PROVIDED INFORMATION -
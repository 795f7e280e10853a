//! Scripted duel runner
//!
//! Pits the two configured duelists against each other until one falls or
//! time runs out. Crit, proc, and block rolls all come from one seeded RNG,
//! so a settings file always plays out the same way.

use std::collections::BTreeMap;

use anyhow::{Context, Result};
use rand::rngs::StdRng;
use rand::{Rng, SeedableRng};
use skirmish_combat::{Arena, CombatEvent, CombatLog, CombatantState, DamageRequest};
use skirmish_core::{CombatantId, Transform, Vec3};
use tracing::{debug, info};

use crate::settings::{DuelistSettings, GameSettings, WeaponProfile};

/// Outcome of a duel
#[derive(Debug, Clone)]
pub struct DuelReport {
    /// Name of the last one standing, `None` on a timeout or double KO
    pub winner: Option<String>,
    /// Simulated seconds elapsed
    pub duration: f32,
    pub steps: u32,
    /// Dispatched events by name
    pub event_counts: BTreeMap<String, usize>,
    /// Final state of both duelists
    pub combatants: Vec<CombatantState>,
}

struct Duelist {
    id: CombatantId,
    weapon: WeaponProfile,
    block_chance: f32,
    next_attack: f32,
}

impl Duelist {
    fn spawn(arena: &mut Arena, settings: &DuelistSettings, transform: Transform) -> Result<Self> {
        let id = arena
            .spawn_at(&settings.combatant, transform)
            .with_context(|| format!("Failed to spawn {}", settings.combatant.name))?;
        Ok(Self {
            id,
            weapon: settings.weapon.clone(),
            block_chance: settings.block_chance,
            next_attack: 0.0,
        })
    }
}

/// Run the duel described by `settings`
pub fn run_duel(settings: &GameSettings) -> Result<DuelReport> {
    let duel = &settings.duel;
    duel.validate(&settings.combat)?;

    let mut arena = Arena::new(settings.combat.clone()).context("Failed to create arena")?;
    let log = CombatLog::new();
    arena.subscribe(log.clone());
    arena.subscribe(log_event);

    let half = duel.distance.max(0.0) * 0.5;
    let west = Vec3::new(0.0, 0.0, half);
    let east = Vec3::new(0.0, 0.0, -half);
    let mut duelists = [
        Duelist::spawn(&mut arena, &duel.challenger, Transform::looking_at(west, east))?,
        Duelist::spawn(&mut arena, &duel.defender, Transform::looking_at(east, west))?,
    ];

    info!(
        "Duel: {} vs {} (seed {})",
        duel.challenger.combatant.name, duel.defender.combatant.name, duel.seed
    );

    let mut rng = StdRng::seed_from_u64(duel.seed);
    // Simulated seconds each step advances the clock
    let advance = duel.step * settings.combat.time.time_scale;
    let max_steps = (duel.max_duration / advance).ceil() as u32;
    let mut steps = 0;

    while steps < max_steps && arena.alive_count() == duelists.len() {
        arena.step(duel.step);
        steps += 1;
        let now = arena.now();

        for attacker in 0..duelists.len() {
            let defender = 1 - attacker;
            if !ready(&arena, &duelists[attacker], now) {
                continue;
            }

            let defender_id = duelists[defender].id;
            let blocking = rng.gen::<f32>() < duelists[defender].block_chance;
            if blocking {
                arena.press_block(defender_id)?;
            }

            let weapon = duelists[attacker].weapon.clone();
            let request = build_request(&weapon, &mut rng);
            let resolved = arena.attack(duelists[attacker].id, defender_id, request)?;

            if let Some(proc) = weapon.proc {
                if resolved.landed() && rng.gen::<f32>() < weapon.proc_chance {
                    arena.apply_status_proc(defender_id, proc, weapon.proc_duration)?;
                }
            }

            if blocking {
                arena.release_block(defender_id)?;
            }
            duelists[attacker].next_attack = now + weapon.attack_interval.max(advance);
        }
    }

    let survivors: Vec<&CombatantState> = arena.combatants().iter().filter(|c| c.is_alive()).collect();
    let winner = match survivors.as_slice() {
        [only] if arena.len() > 1 => Some(only.name.clone()),
        _ => None,
    };

    let mut event_counts = BTreeMap::new();
    for event in log.events() {
        *event_counts.entry(event.name().to_string()).or_insert(0) += 1;
    }

    match &winner {
        Some(name) => info!("{} wins after {:.2}s", name, arena.now()),
        None => info!("No winner after {:.2}s", arena.now()),
    }

    Ok(DuelReport {
        winner,
        duration: arena.now(),
        steps,
        event_counts,
        combatants: arena.combatants().to_vec(),
    })
}

fn ready(arena: &Arena, duelist: &Duelist, now: f32) -> bool {
    now >= duelist.next_attack
        && arena
            .get(duelist.id)
            .is_some_and(|state| state.is_alive() && !state.is_stunned())
}

fn build_request(weapon: &WeaponProfile, rng: &mut StdRng) -> DamageRequest {
    DamageRequest::new(weapon.base_damage, weapon.kind)
        .with_critical_roll_using(rng, weapon.crit_chance, weapon.crit_multiplier)
        .with_armor_penetration(weapon.armor_penetration)
        .with_shield_penetration(weapon.shield_penetration)
        .with_life_steal(weapon.life_steal)
        .with_knockback(weapon.knockback)
        .with_stun(weapon.stun_duration)
}

fn log_event(event: &CombatEvent) {
    match event {
        CombatEvent::DamageApplied { target, damage, .. } => info!(
            "{} took {:.1} {} damage{}",
            target,
            damage.amount,
            damage.kind.name(),
            if damage.is_critical { " (critical)" } else { "" }
        ),
        CombatEvent::BlockSuccess { target, .. } => info!("{} blocked", target),
        CombatEvent::CombatantDied { target, killer } => match killer {
            Some(killer) => info!("{} was killed by {}", target, killer),
            None => info!("{} died", target),
        },
        CombatEvent::StatusEffectApplied { target, kind } => info!("{} is afflicted by {}", target, kind.name()),
        other => debug!("{} on {}", other.name(), other.target()),
    }
}
//! Skirmish - headless combat simulation driver
//!
//! Loads settings, runs the configured duel, and writes a snapshot of the
//! final arena state.
//!
//! Usage: `skirmish [LABEL]`, `skirmish --write-settings`, `skirmish --list`

mod duel;
mod save;
mod settings;

use anyhow::{Context, Result};
use tracing::info;
use tracing_subscriber::{EnvFilter, FmtSubscriber};

use crate::save::ArenaSnapshot;
use crate::settings::GameSettings;

fn main() -> Result<()> {
    // Initialize logging, RUST_LOG overrides the default level
    let filter = EnvFilter::try_from_default_env().unwrap_or_else(|_| EnvFilter::new("info"));
    let subscriber = FmtSubscriber::builder()
        .with_env_filter(filter)
        .with_target(false)
        .finish();
    tracing::subscriber::set_global_default(subscriber).context("Failed to set tracing subscriber")?;

    let arg = std::env::args().nth(1);
    match arg.as_deref() {
        Some("--write-settings") => GameSettings::default().save(),
        Some("--list") => list(),
        label => run(label.unwrap_or("latest")),
    }
}

fn run(label: &str) -> Result<()> {
    info!("Starting Skirmish...");
    let settings = GameSettings::load();

    let report = duel::run_duel(&settings).context("Duel failed")?;
    for combatant in &report.combatants {
        info!(
            "{}: {:.1}/{:.1} HP, shield {:.1}, armor {:.1}{}",
            combatant.name,
            combatant.health(),
            combatant.max_health(),
            combatant.shield().map_or(0.0, |pool| pool.current()),
            combatant.armor().map_or(0.0, |pool| pool.current()),
            if combatant.is_alive() { "" } else { " (dead)" }
        );
    }
    info!(
        "Finished in {} over {} steps",
        save::format_sim_time(report.duration),
        report.steps
    );

    let snapshot = ArenaSnapshot::from_report(label, &report);
    let path = save::save_snapshot(&snapshot)?;
    info!("Snapshot written to {:?}", path);
    Ok(())
}

fn list() -> Result<()> {
    let snapshots = save::list_snapshots()?;
    if snapshots.is_empty() {
        info!("No snapshots saved");
    }
    for snapshot in snapshots {
        info!(
            "{} ({}): {} at {}",
            snapshot.label,
            snapshot.filename,
            snapshot.winner.as_deref().unwrap_or("no winner"),
            snapshot.created_at.format("%Y-%m-%d %H:%M:%S")
        );
    }
    Ok(())
}
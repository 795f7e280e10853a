//! Damage kinds, defense layers, and the type effectiveness table
//!
//! 5 damage kinds: Kinetic, Energy, Explosive, Corrosive, True
//! 3 defense layers: Armor, Shield, Biological
//! Kinetic punches through armor, Energy collapses shields (1.5x each).
//! True damage is always 1.0x and skips every mitigation step.

use serde::{Deserialize, Serialize};

/// Category of an attack
#[derive(Debug, Clone, Copy, PartialEq, Eq, PartialOrd, Ord, Hash, Default, Serialize, Deserialize)]
pub enum DamageKind {
    #[default]
    Kinetic,
    Energy,
    Explosive,
    Corrosive,
    True,
}

/// Total number of damage kinds (for array indexing)
pub const DAMAGE_KIND_COUNT: usize = 5;

impl DamageKind {
    /// Row index in the effectiveness table
    pub fn index(self) -> usize {
        match self {
            Self::Kinetic => 0,
            Self::Energy => 1,
            Self::Explosive => 2,
            Self::Corrosive => 3,
            Self::True => 4,
        }
    }

    /// Display name
    pub fn name(self) -> &'static str {
        match self {
            Self::Kinetic => "Kinetic",
            Self::Energy => "Energy",
            Self::Explosive => "Explosive",
            Self::Corrosive => "Corrosive",
            Self::True => "True",
        }
    }

    /// Whether this kind ignores every mitigation step
    pub fn bypasses_mitigation(self) -> bool {
        self == Self::True
    }

    /// All damage kind variants
    pub fn all() -> &'static [DamageKind] {
        &[
            Self::Kinetic,
            Self::Energy,
            Self::Explosive,
            Self::Corrosive,
            Self::True,
        ]
    }
}

/// Which resource a hit is evaluated against
#[derive(Debug, Clone, Copy, PartialEq, Eq, Hash, Default, Serialize, Deserialize)]
pub enum DefenseLayer {
    Armor,
    Shield,
    #[default]
    Biological,
}

/// Total number of defense layers (for array indexing)
pub const DEFENSE_LAYER_COUNT: usize = 3;

impl DefenseLayer {
    /// Column index in the effectiveness table
    pub fn index(self) -> usize {
        match self {
            Self::Armor => 0,
            Self::Shield => 1,
            Self::Biological => 2,
        }
    }

    /// Display name
    pub fn name(self) -> &'static str {
        match self {
            Self::Armor => "Armor",
            Self::Shield => "Shield",
            Self::Biological => "Biological",
        }
    }
}

/// Multiplier row for one damage kind, one column per defense layer
#[derive(Debug, Clone, Copy, PartialEq, Serialize, Deserialize)]
pub struct EffectivenessRow {
    pub armor: f32,
    pub shield: f32,
    pub biological: f32,
}

impl EffectivenessRow {
    pub const NEUTRAL: EffectivenessRow = EffectivenessRow::new(1.0, 1.0, 1.0);

    pub const fn new(armor: f32, shield: f32, biological: f32) -> Self {
        Self {
            armor,
            shield,
            biological,
        }
    }

    fn get(&self, layer: DefenseLayer) -> f32 {
        match layer {
            DefenseLayer::Armor => self.armor,
            DefenseLayer::Shield => self.shield,
            DefenseLayer::Biological => self.biological,
        }
    }
}

/// Lookup of (damage kind x defense layer) -> multiplier
///
/// Rows can be overridden from settings; a row missing from the settings file
/// keeps its built-in values. The `True` row has no field here because it is
/// fixed at 1.0 for every layer.
#[derive(Debug, Clone, PartialEq, Serialize, Deserialize)]
#[serde(default)]
pub struct TypeEffectivenessTable {
    pub kinetic: EffectivenessRow,
    pub energy: EffectivenessRow,
    pub explosive: EffectivenessRow,
    pub corrosive: EffectivenessRow,
}

impl Default for TypeEffectivenessTable {
    fn default() -> Self {
        Self {
            kinetic: EffectivenessRow::new(1.5, 0.75, 1.0),
            energy: EffectivenessRow::new(0.75, 1.5, 1.0),
            explosive: EffectivenessRow::new(1.25, 1.0, 1.25),
            corrosive: EffectivenessRow::new(1.25, 0.5, 1.5),
        }
    }
}

impl TypeEffectivenessTable {
    /// Multiplier for `kind` striking `layer`
    pub fn multiplier(&self, kind: DamageKind, layer: DefenseLayer) -> f32 {
        let row = match kind {
            DamageKind::Kinetic => &self.kinetic,
            DamageKind::Energy => &self.energy,
            DamageKind::Explosive => &self.explosive,
            DamageKind::Corrosive => &self.corrosive,
            DamageKind::True => return 1.0,
        };
        let value = row.get(layer);
        // A bad settings value must never stall combat
        if value.is_finite() && value >= 0.0 {
            value
        } else {
            1.0
        }
    }

    /// Multiplier addressed by raw row/column indices (e.g. from data files).
    /// Out-of-range indices return 1.0.
    pub fn multiplier_by_index(&self, kind: usize, layer: usize) -> f32 {
        let kind = DamageKind::all().get(kind).copied();
        let layer = match layer {
            0 => Some(DefenseLayer::Armor),
            1 => Some(DefenseLayer::Shield),
            2 => Some(DefenseLayer::Biological),
            _ => None,
        };
        match (kind, layer) {
            (Some(kind), Some(layer)) => self.multiplier(kind, layer),
            _ => 1.0,
        }
    }

    /// Whether `kind` deals bonus damage against `layer`
    pub fn is_strong_against(&self, kind: DamageKind, layer: DefenseLayer) -> bool {
        self.multiplier(kind, layer) > 1.0
    }

    /// Whether `kind` deals reduced damage against `layer`
    pub fn is_weak_against(&self, kind: DamageKind, layer: DefenseLayer) -> bool {
        self.multiplier(kind, layer) < 1.0
    }
}
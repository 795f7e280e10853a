//! Depletable, regenerating resource pools (shield and armor)
//!
//! A pool never routes overflow anywhere; `debit` reports how much it actually
//! took and the caller decides where the remainder goes.

use serde::{Deserialize, Serialize};
use tracing::debug;

use crate::config::PoolConfig;

/// Which pool a value or event refers to
#[derive(Debug, Clone, Copy, PartialEq, Eq, Hash, Serialize, Deserialize)]
pub enum PoolKind {
    Shield,
    Armor,
}

impl PoolKind {
    /// Display name
    pub fn name(self) -> &'static str {
        match self {
            Self::Shield => "Shield",
            Self::Armor => "Armor",
        }
    }
}

/// Edge transition reported by a pool mutation
#[derive(Debug, Clone, Copy, PartialEq, Eq)]
pub enum PoolTransition {
    /// current went from > 0 to 0
    Depleted,
    /// current went from 0 to > 0
    Restored,
}

/// Sanitise an amount that callers must never pass negative.
fn contract_amount(amount: f32, what: &'static str) -> f32 {
    debug_assert!(amount >= 0.0, "negative {} passed to pool: {}", what, amount);
    if amount.is_finite() {
        amount.max(0.0)
    } else {
        0.0
    }
}

/// A bounded value with delayed regeneration
#[derive(Debug, Clone, PartialEq, Serialize, Deserialize)]
pub struct ResourcePool {
    pub kind: PoolKind,
    current: f32,
    max: f32,
    /// Points regenerated per second
    pub regen_rate: f32,
    /// Seconds after the last debit before regen resumes
    pub regen_delay: f32,
    /// Timestamp of the last debit, `None` if never damaged
    last_damage_time: Option<f32>,
    depleted: bool,
}

impl ResourcePool {
    /// Create a full pool
    pub fn new(kind: PoolKind, max: f32, regen_rate: f32, regen_delay: f32) -> Self {
        let max = contract_amount(max, "max");
        Self {
            kind,
            current: max,
            max,
            regen_rate: regen_rate.max(0.0),
            regen_delay: regen_delay.max(0.0),
            last_damage_time: None,
            depleted: max <= 0.0,
        }
    }

    /// Create a full pool from configuration
    pub fn from_config(kind: PoolKind, config: &PoolConfig) -> Self {
        Self::new(kind, config.max, config.regen_rate, config.regen_delay)
    }

    pub fn current(&self) -> f32 {
        self.current
    }

    pub fn max(&self) -> f32 {
        self.max
    }

    /// Whether the pool has been emptied and not yet refilled
    pub fn is_depleted(&self) -> bool {
        self.depleted
    }

    pub fn last_damage_time(&self) -> Option<f32> {
        self.last_damage_time
    }

    /// Value as a 0.0-1.0 fraction
    pub fn fraction(&self) -> f32 {
        if self.max <= 0.0 {
            return 0.0;
        }
        (self.current / self.max).clamp(0.0, 1.0)
    }

    /// Remove up to `amount`. Returns the amount actually removed.
    pub fn debit(&mut self, amount: f32, now: f32) -> (f32, Option<PoolTransition>) {
        let amount = contract_amount(amount, "debit");
        let was_positive = self.current > 0.0;

        let removed = amount.min(self.current);
        self.current -= removed;
        self.last_damage_time = Some(now);

        if was_positive && self.current <= 0.0 {
            self.current = 0.0;
            self.depleted = true;
            debug!("{} pool depleted at t={:.2}", self.kind.name(), now);
            return (removed, Some(PoolTransition::Depleted));
        }
        (removed, None)
    }

    /// Add `amount`, capped at max
    pub fn credit(&mut self, amount: f32) -> Option<PoolTransition> {
        let amount = contract_amount(amount, "credit");
        let was_empty = self.current <= 0.0;
        self.current = (self.current + amount).min(self.max);
        self.restored_if(was_empty)
    }

    /// Refill to max, ignoring the regen delay
    pub fn refill(&mut self) -> Option<PoolTransition> {
        let was_empty = self.current <= 0.0;
        self.current = self.max;
        self.last_damage_time = None;
        self.restored_if(was_empty)
    }

    /// Regenerate if the delay since the last debit has elapsed
    pub fn tick(&mut self, dt: f32, now: f32) -> Option<PoolTransition> {
        let dt = contract_amount(dt, "dt");
        if self.current >= self.max {
            return None;
        }
        if let Some(last) = self.last_damage_time {
            if now - last < self.regen_delay {
                return None;
            }
        }

        let was_empty = self.current <= 0.0;
        self.current = (self.current + self.regen_rate * dt).min(self.max);
        self.restored_if(was_empty)
    }

    /// Change the max. Lowering it clamps current; raising it leaves current
    /// alone.
    pub fn set_max(&mut self, max: f32) -> Option<PoolTransition> {
        let max = contract_amount(max, "max");
        let was_positive = self.current > 0.0;
        self.max = max;
        if self.current > max {
            self.current = max;
        }
        if was_positive && self.current <= 0.0 {
            self.depleted = true;
            return Some(PoolTransition::Depleted);
        }
        None
    }

    fn restored_if(&mut self, was_empty: bool) -> Option<PoolTransition> {
        if was_empty && self.current > 0.0 {
            self.depleted = false;
            debug!("{} pool restored to {:.1}", self.kind.name(), self.current);
            Some(PoolTransition::Restored)
        } else {
            None
        }
    }
}
//! Skirmish Combat - Damage resolution and combatant state
//!
//! Provides the type effectiveness table, the damage resolver, shield and
//! armor pools, the timed block gate, status effects, and the arena that
//! ties them together.

pub mod arena;
pub mod block;
pub mod combatant;
pub mod config;
pub mod effectiveness;
pub mod error;
pub mod events;
pub mod pool;
pub mod request;
pub mod resolver;
pub mod status;

pub use arena::Arena;
pub use block::{BlockGate, BlockPhase, BlockTransition};
pub use combatant::CombatantState;
pub use config::{ArmorModel, BlockConfig, CombatSettings, CombatantConfig, PoolConfig};
pub use effectiveness::{DamageKind, DefenseLayer, EffectivenessRow, TypeEffectivenessTable};
pub use error::{CombatError, ConfigError};
pub use events::{CombatEvent, CombatListener, CombatLog, EventBus, ListenerId};
pub use pool::{PoolKind, PoolTransition, ResourcePool};
pub use request::{roll_critical, DamageRequest, DamageSource};
pub use resolver::{resolve, DefenderSnapshot, ResolvedDamage};
pub use status::{StatusEffect, StatusEffectKind, StatusEffectLedger, StatusTransition};
//! Concept extraction stage
//!
//! Produces the three-field concept matrix. When a prior checkpoint
//! rejection carried feedback, that feedback is folded into the prompt so
//! the retried extraction differs from the rejected one — without it the
//! reject path would loop on identical output.

use super::{parse_struct, prompts, StageCtx, StageError};
use crate::collab::{with_timeout, CollaboratorError};
use crate::state::{ConceptMatrix, DecisionAction, PipelineState, StageUpdate};
use tracing::{debug, info, warn};

pub async fn run(state: &PipelineState, ctx: &StageCtx<'_>) -> Result<StageUpdate, StageError> {
    if state.concept_matrix.is_some() {
        debug!("concept matrix already present, skipping extraction");
        return Ok(StageUpdate::none());
    }

    let feedback = state
        .validation_decision
        .as_ref()
        .filter(|decision| decision.action == DecisionAction::Reject)
        .and_then(|decision| decision.feedback.as_deref());
    if feedback.is_some() {
        info!("re-extracting concepts with reviewer feedback");
    } else {
        info!("extracting concepts");
    }

    let prompt = prompts::extract_concepts(
        &state.input_text,
        state.problem.as_deref(),
        state.technical.as_deref(),
        feedback,
    );
    let response = with_timeout(
        ctx.config.collaborator_timeout_secs,
        ctx.collab.generation.generate(&prompt),
    )
    .await?;

    let matrix = match parse_struct::<ConceptMatrix>(&response) {
        Ok(matrix) => matrix,
        Err(parse_err) => {
            warn!(error = %parse_err, "structured parse failed, trying line-oriented fallback");
            parse_concept_lines(&response).ok_or(parse_err)?
        }
    };
    if let Some(field) = matrix.first_empty_field() {
        return Err(StageError::Collaborator(CollaboratorError::Malformed(
            format!("concept field '{}' is empty", field),
        )));
    }

    Ok(StageUpdate {
        concept_matrix: Some(matrix),
        ..Default::default()
    })
}

/// Line-oriented fallback for responses that are not valid JSON.
///
/// Maps `key: value` lines onto matrix fields by keyword. The first
/// match per field wins.
fn parse_concept_lines(response: &str) -> Option<ConceptMatrix> {
    let mut problem_purpose: Option<String> = None;
    let mut object_system: Option<String> = None;
    let mut environment_field: Option<String> = None;

    for line in response.lines() {
        let Some((key, value)) = line.split_once(':') else {
            continue;
        };
        let key = key.trim().to_lowercase();
        let value = value.trim();
        if value.is_empty() {
            continue;
        }
        if key.contains("problem") || key.contains("purpose") {
            problem_purpose.get_or_insert_with(|| value.to_string());
        } else if key.contains("object") || key.contains("system") {
            object_system.get_or_insert_with(|| value.to_string());
        } else if key.contains("environment") || key.contains("field") {
            environment_field.get_or_insert_with(|| value.to_string());
        }
    }

    Some(ConceptMatrix {
        problem_purpose: problem_purpose?,
        object_system: object_system?,
        environment_field: environment_field?,
    })
}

WORK INSTRUCTIONS -
All lines above that hold the string "enum" should be copied.

ANSWER SECTION -
pub enum DamageKind {
pub enum DefenseLayer {
pub enum PoolKind {
pub enum PoolTransition {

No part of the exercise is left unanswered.